Kabuliwala’s new version at Tokyo Film Festival
Calcutta of 1960s to 1980s. The sight of tall well-built Pathans in baggy suits waiting outside a building or office apartment was a common sight. They were the Kabuliwalas of Kolkata, who either acted as moneylenders or sold dry fruits and spices they brought from Afghanistan. And remember the famous Tagore play Kabuliwala of 1892 or the movie made in the same name by Tapan Sinha, where Chhabi Biswas plays the immortal Pathan who strikes up a relationship with a young girl Minnie?
And it is this Kabuliwala, that producer Sunil Doshi and director Deb Medhekar have reworked into yet another movie, called Bioscopewala – which has earned laurels at the Tokyo International Film Festival. Doshi and Medhekar have added to Tagore's late 19th century version, and their embellishments certainly pep up the narrative to make it delightfully contemporary. Of course, the Tagore story will always remain evergreen.

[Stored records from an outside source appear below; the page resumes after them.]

//! Termination signals that end the serve loop.
//!
//! launchd and systemd stop the helper with `SIGTERM`; the remaining signals
//! cover foreground runs from a terminal.

use std::ffi::c_int;
use std::fmt;
use std::io;
use std::sync::{Mutex, PoisonError};
use std::time::Duration;

use signal_hook::consts::signal::{SIGHUP, SIGINT, SIGQUIT, SIGTERM};
use signal_hook::iterator::Signals;
use thiserror::Error;
use tracing::info;

use super::PROCESS_TARGET;

const TERMINATION_SIGNALS: [c_int; 4] = [SIGTERM, SIGINT, SIGQUIT, SIGHUP];

/// Source of the "stop serving" notification.
pub trait ShutdownSignal: Send + Sync {
    /// Starts capturing stop requests. Called before the socket is bound so a
    /// request arriving during startup still runs the shutdown path.
    fn arm(&self) -> Result<(), ShutdownError>;

    /// Blocks until the helper should stop accepting connections.
    fn wait(&self) -> Result<(), ShutdownError>;
}

/// Errors reported while waiting for a stop request.
#[derive(Debug, Error)]
pub enum ShutdownError {
    /// Signal handlers could not be registered.
    #[error("failed to register termination signal handlers: {source}")]
    Register {
        /// Underlying IO error.
        #[source]
        source: io::Error,
    },
}

/// Waits for the supervisor or an operator to stop the helper.
pub struct SystemShutdownSignal {
    drain_budget: Duration,
    signals: Mutex<Option<Signals>>,
}

impl SystemShutdownSignal {
    /// `drain_budget` is how long in-flight handlers get once a signal
    /// arrives; it is logged so operators know how long the stop may take.
    #[must_use]
    pub const fn new(drain_budget: Duration) -> Self {
        Self {
            drain_budget,
            signals: Mutex::new(None),
        }
    }

    fn is_armed(&self) -> bool {
        self.signals
            .lock()
            .unwrap_or_else(PoisonError::into_inner)
            .is_some()
    }
}

impl fmt::Debug for SystemShutdownSignal {
    fn fmt(&self, formatter: &mut fmt::Formatter<'_>) -> fmt::Result {
        formatter
            .debug_struct("SystemShutdownSignal")
            .field("drain_budget", &self.drain_budget)
            .field("armed", &self.is_armed())
            .finish()
    }
}

impl ShutdownSignal for SystemShutdownSignal {
    fn arm(&self) -> Result<(), ShutdownError> {
        let mut slot = self.signals.lock().unwrap_or_else(PoisonError::into_inner);
        if slot.is_none() {
            let signals = Signals::new(TERMINATION_SIGNALS)
                .map_err(|source| ShutdownError::Register { source })?;
            *slot = Some(signals);
        }
        Ok(())
    }

    fn wait(&self) -> Result<(), ShutdownError> {
        self.arm()?;
        let taken = self
            .signals
            .lock()
            .unwrap_or_else(PoisonError::into_inner)
            .take();
        let Some(mut signals) = taken else {
            return Ok(());
        };
        let received = signals.forever().next();
        info!(
            target: PROCESS_TARGET,
            signal = received.map_or("none", signal_name),
            drain_budget_secs = self.drain_budget.as_secs(),
            "stopping helper"
        );
        Ok(())
    }
}

const fn signal_name(signal: c_int) -> &'static str {
    match signal {
        SIGTERM => "SIGTERM",
        SIGINT => "SIGINT",
        SIGQUIT => "SIGQUIT",
        SIGHUP => "SIGHUP",
        _ => "unknown",
    }
}
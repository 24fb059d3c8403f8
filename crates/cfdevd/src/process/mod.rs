//! Process entry points: serving, installing, and uninstalling.

use std::time::Duration;

mod errors;
mod install;
pub(crate) mod launch;
pub(crate) mod shutdown;

pub use errors::LaunchError;
pub use install::{install_daemon, uninstall_daemon};
pub use launch::run_daemon;
pub use shutdown::{ShutdownError, ShutdownSignal, SystemShutdownSignal};

pub(crate) const PROCESS_TARGET: &str = concat!(env!("CARGO_PKG_NAME"), "::process");
pub(crate) const SHUTDOWN_TIMEOUT: Duration = crate::transport::HANDLER_DRAIN_TIMEOUT;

In Bioscopewala, Danny Denzongpa essays the title character, a Kabuliwala who comes to Kolkata in the early 1990s, driven out of Afghanistan by the fundamental regime, his little cinema theatre burnt down. And in Kolkata, he does not sell dry fruits or lend money, but entertains children with his bioscope, giving them hours of entertainment by allowing them to fly across continents and peep into the world of Indian movies. One of them who is mesmerised by all this imagery is Minnie – who, like in Tagore’s story, gets fond of the Bioscopewala.
However, things take a horrible turn when the Bioscopewala is jailed for murder and cast away for many years. And when he comes out, Minnie is a young woman (Geetanjali Thapa), a documentary filmmaker living in France. When her estranged, father Robi Basu (Adil Hussain), dies in a plane crash while he is on his way to Afghanistan, the daughter returns home wondering why he was making that trip. It is then, that she meets Bioscopewala, who is by then bedridden and afflicted with Alzheimer's disease.
Minnie undertakes that unfinished trip of her father to Kabul, where she discovers that the Bioscopewala had a daughter, and the man's extraordinary affection for Minnie stemmed from his ties with his own daughter. He had looked upon Minnie as his own little lass. In many ways, Medhekar's work is hauntingly poignant tracing the lovely relationship between Minnie and the Bioscopewala.
Enriching the screenplay is a wonderfully melodious song written by Gulzar. Shot partly in the Bowbazar area of North Kolkata, Bioscopewala does not end the way Tagore’s or the earlier movies did. Medhekar’s work offers something more modern, but for those who swear by Tagore, his Kabuliwala has a certain sweetness, a certain romanticism, a certain feeling of simplicity, which are so sacred that any attempt to tinker with the original would merely rob the soul of the story.